Compute a projector for alm3 for the integral of the triple product of spherical harmonics by computing the Gaunt co-efficients in-place and sum-producting over l1, l2, m2 and m1 (if requested).

TODO add formula.

Parameters:

Name	Type	Description	Default
alm1	NDArray[complex128]	Spherical harmonic co-efficients in l1, m1.	required
alm2	NDArray[complex128]	Spherical harmonic co-efficients in l2, m2.	required
l3max	int	Maximum l3 to compute co-efficients up to.	required
sum_m1	bool	If True, also sum over m1, otherwise return m1-modes for the m1 range specified, by default False	False
absm1_lower	int | None	Lower limit in |m1| to use, by default None, ie. |m1| >= 0.	None
absm1_upper	int | None	Upper limit in |m1| to use, by default None, ie. |m1| <= m1max = l1max.	None

Returns:

Type	Description
NDArray[complex128]	m1-mode alm3 projector as a numpy array of shape (Nm1, l3max+1, 2l3max+1) if sum_m1 is False or (l3max+1, 2l3max+1) is sum_m1 is True.

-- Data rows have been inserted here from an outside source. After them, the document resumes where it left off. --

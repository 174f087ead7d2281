//! Single-slot memoization keyed by an input tuple.

/// Caches the output of a pure computation for the last input it saw.
#[derive(Debug, Clone)]
pub struct Memo<I, O> {
    cached: Option<(I, O)>,
    recomputes: usize,
}

impl<I, O> Default for Memo<I, O> {
    fn default() -> Self {
        Self {
            cached: None,
            recomputes: 0,
        }
    }
}

impl<I: PartialEq, O> Memo<I, O> {
    /// Creates an empty memo.
    #[must_use]
    pub fn new() -> Self {
        Self::default()
    }

    /// Recomputes the output if `input` differs from the cached input (or
    /// nothing is cached). Returns whether it recomputed.
    pub fn refresh(&mut self, input: I, compute: impl FnOnce(&I) -> O) -> bool {
        if self
            .cached
            .as_ref()
            .is_some_and(|(cached, _)| *cached == input)
        {
            return false;
        }
        let output = compute(&input);
        self.cached = Some((input, output));
        self.recomputes += 1;
        true
    }

    /// The cached output.
    #[must_use]
    pub fn value(&self) -> Option<&O> {
        self.cached.as_ref().map(|(_, output)| output)
    }

    /// The input the cached output was computed from.
    #[must_use]
    pub fn input(&self) -> Option<&I> {
        self.cached.as_ref().map(|(input, _)| input)
    }

    /// How many times the computation has run.
    #[must_use]
    pub const fn recomputes(&self) -> usize {
        self.recomputes
    }

    /// Drops the cached output so the next refresh recomputes.
    pub fn invalidate(&mut self) {
        self.cached = None;
    }
}
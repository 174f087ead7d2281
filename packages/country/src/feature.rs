//! Country keys and names on map features.

use std::collections::HashMap;

pub use conflict_map_data_models::KEY_PROPERTY;

use conflict_map_data_models::CountryKey;
use geojson::{Feature, FeatureCollection};

/// Property names that may hold a country code, in fallback order.
pub const KEY_PROPERTIES: &[&str] = &[
    KEY_PROPERTY,
    "iso3",
    "ISO3166_1_Alpha_3",
    "ISO3166-1-Alpha-3",
    "ISO3166.1.Alpha.3",
    "ISO_A3",
    "ADM0_A3",
];

/// Property names that may hold a display name, in fallback order.
pub const NAME_PROPERTIES: &[&str] = &["name", "ADMIN", "NAME_EN", "NAME", "admin"];

/// Name used when a feature carries none of [`NAME_PROPERTIES`].
pub const UNKNOWN_NAME: &str = "Unknown";

fn first_string<'a>(feature: &'a Feature, names: &[&str]) -> Option<&'a str> {
    names
        .iter()
        .filter_map(|name| feature.property(name)?.as_str())
        .map(str::trim)
        .find(|value| !value.is_empty())
}

/// The normalized country key of a feature, or the empty key when no
/// recognized property holds a non-empty string.
#[must_use]
pub fn feature_key(feature: &Feature) -> CountryKey {
    first_string(feature, KEY_PROPERTIES).map_or_else(CountryKey::empty, CountryKey::new)
}

/// The display name of a feature, [`UNKNOWN_NAME`] if it has none.
#[must_use]
pub fn feature_name(feature: &Feature) -> &str {
    first_string(feature, NAME_PROPERTIES).unwrap_or(UNKNOWN_NAME)
}

/// Returns a copy of `collection` in which every feature carries its
/// normalized key under [`KEY_PROPERTY`]. Features without a recognized
/// code get the empty key and still render.
#[must_use]
pub fn attach_keys(collection: &FeatureCollection) -> FeatureCollection {
    let mut keyed = collection.clone();
    let mut unresolved = 0_usize;

    for feature in &mut keyed.features {
        let key = feature_key(feature);
        if key.is_empty() {
            unresolved += 1;
        }
        feature.set_property(KEY_PROPERTY, key.as_str());
    }

    if unresolved > 0 {
        log::debug!(
            "{unresolved} of {} features have no recognized country code",
            keyed.features.len()
        );
    }

    keyed
}

/// Country key → feature position in a collection.
#[derive(Debug, Clone, Default)]
pub struct FeatureLookup {
    positions: HashMap<CountryKey, usize>,
}

impl FeatureLookup {
    /// Indexes `collection`. The first feature per key wins; features with
    /// the empty key are left out.
    #[must_use]
    pub fn build(collection: &FeatureCollection) -> Self {
        let mut positions = HashMap::with_capacity(collection.features.len());
        for (i, feature) in collection.features.iter().enumerate() {
            let key = feature_key(feature);
            if !key.is_empty() {
                positions.entry(key).or_insert(i);
            }
        }
        Self { positions }
    }

    /// Position of the feature for `key`.
    #[must_use]
    pub fn position(&self, key: &CountryKey) -> Option<usize> {
        self.positions.get(key).copied()
    }

    /// The feature for `key` within the collection this lookup was built
    /// from.
    #[must_use]
    pub fn feature<'a>(
        &self,
        collection: &'a FeatureCollection,
        key: &CountryKey,
    ) -> Option<&'a Feature> {
        collection.features.get(self.position(key)?)
    }

    /// Number of indexed keys.
    #[must_use]
    pub fn len(&self) -> usize {
        self.positions.len()
    }

    /// Whether no feature had a key.
    #[must_use]
    pub fn is_empty(&self) -> bool {
        self.positions.is_empty()
    }
}

#[cfg(test)]
mod tests {
    use geojson::JsonObject;
    use serde_json::json;

    use super::*;

    fn feature(properties: serde_json::Value) -> Feature {
        let properties: JsonObject = serde_json::from_value(properties).unwrap();
        Feature {
            properties: Some(properties),
            ..Feature::default()
        }
    }

    fn collection(features: Vec<Feature>) -> FeatureCollection {
        FeatureCollection {
            bbox: None,
            features,
            foreign_members: None,
        }
    }

    #[test]
    fn key_follows_fallback_order() {
        assert_eq!(feature_key(&feature(json!({"iso3": "usa"}))).as_str(), "USA");
        assert_eq!(
            feature_key(&feature(json!({"ISO3166-1-Alpha-3": " fra "}))).as_str(),
            "FRA"
        );
        assert_eq!(
            feature_key(&feature(json!({"iso3": "", "ISO3166_1_Alpha_3": "DEU"}))).as_str(),
            "DEU"
        );
        assert_eq!(
            feature_key(&feature(json!({"ISO_A3": "NOR", "iso3": "SWE"}))).as_str(),
            "SWE"
        );
    }

    #[test]
    fn key_defaults_to_empty() {
        assert!(feature_key(&feature(json!({"iso3": 840}))).is_empty());
        assert!(feature_key(&Feature::default()).is_empty());
    }

    #[test]
    fn name_follows_fallback_order() {
        assert_eq!(feature_name(&feature(json!({"ADMIN": "France"}))), "France");
        assert_eq!(
            feature_name(&feature(json!({"NAME": "Chad", "name": "Tchad"}))),
            "Tchad"
        );
        assert_eq!(feature_name(&feature(json!({}))), UNKNOWN_NAME);
    }

    #[test]
    fn attach_keys_leaves_input_untouched() {
        let original = collection(vec![
            feature(json!({"iso3": "gbr"})),
            feature(json!({"name": "Disputed"})),
        ]);

        let keyed = attach_keys(&original);

        assert_eq!(keyed.features[0].property(KEY_PROPERTY), Some(&json!("GBR")));
        assert_eq!(keyed.features[1].property(KEY_PROPERTY), Some(&json!("")));
        assert_eq!(original.features[0].property(KEY_PROPERTY), None);
    }

    #[test]
    fn attach_keys_is_idempotent() {
        let once = attach_keys(&collection(vec![feature(json!({"ISO_A3": " ken"}))]));
        let twice = attach_keys(&once);
        assert_eq!(once, twice);
    }

    #[test]
    fn lookup_keeps_first_feature_per_key() {
        let features = collection(vec![
            feature(json!({"iso3": "IND", "name": "India"})),
            feature(json!({"name": "No code"})),
            feature(json!({"iso3": "ind", "name": "Duplicate"})),
        ]);
        let lookup = FeatureLookup::build(&features);

        assert_eq!(lookup.len(), 1);
        assert_eq!(lookup.position(&CountryKey::new("IND")), Some(0));
        let found = lookup.feature(&features, &CountryKey::new("IND")).unwrap();
        assert_eq!(feature_name(found), "India");
        assert_eq!(lookup.position(&CountryKey::empty()), None);
    }
}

Source code in src/serval/gaunt/core.py

def gaunt_dot12(
    alm1: npt.NDArray[np.complex128],
    alm2: npt.NDArray[np.complex128],
    l3max: int,
    sum_m1: bool = False,
    absm1_lower: int | None = None,
    absm1_upper: int | None = None,
) -> npt.NDArray[np.complex128]:
    """Compute a projector for alm3 for the integral of the triple product
    of spherical harmonics by computing the Gaunt co-efficients in-place
    and sum-producting over l1, l2, m2 and m1 (if requested).

    TODO add formula.

    Parameters
    ----------
    alm1 : npt.NDArray[np.complex128]
        Spherical harmonic co-efficients in l1, m1.
    alm2 : npt.NDArray[np.complex128]
        Spherical harmonic co-efficients in l2, m2.
    l3max : int
        Maximum l3 to compute co-efficients up to.
    sum_m1 : bool, optional
        If True, also sum over m1, otherwise return m1-modes for the m1
        range specified, by default False
    absm1_lower : int | None, optional
        Lower limit in |m1| to use, by default None, ie. |m1| >= 0.
    absm1_upper : int | None, optional
        Upper limit in |m1| to use, by default None, ie. |m1| <= m1max = l1max.

    Returns
    -------
    npt.NDArray[np.complex128]
        m1-mode alm3 projector as a numpy array of shape (Nm1, l3max+1, 2*l3max+1)
        if sum_m1 is False or (l3max+1, 2*l3max+1) is sum_m1 is True.
    """
    if absm1_lower is None:
        absm1_lower = 0
    if absm1_upper is None:
        absm1_upper = alm1.shape[0]
    nm1 = len(_gaunt.m1_indexing(alm1.shape[0] - 1, absm1_lower, absm1_upper)[0])
    result = empty_complex_array((nm1, l3max + 1, 2 * l3max + 1))
    _gaunt.inplace_dot12(alm1, alm2, result, l3max, absm1_lower, absm1_upper)
    if sum_m1:
        return np.sum(result, axis=0)
    else:
        return result

gaunt_dot123(alm1, alm2, alm3, sum_m1=False, absm1_lower=None, absm1_upper=None)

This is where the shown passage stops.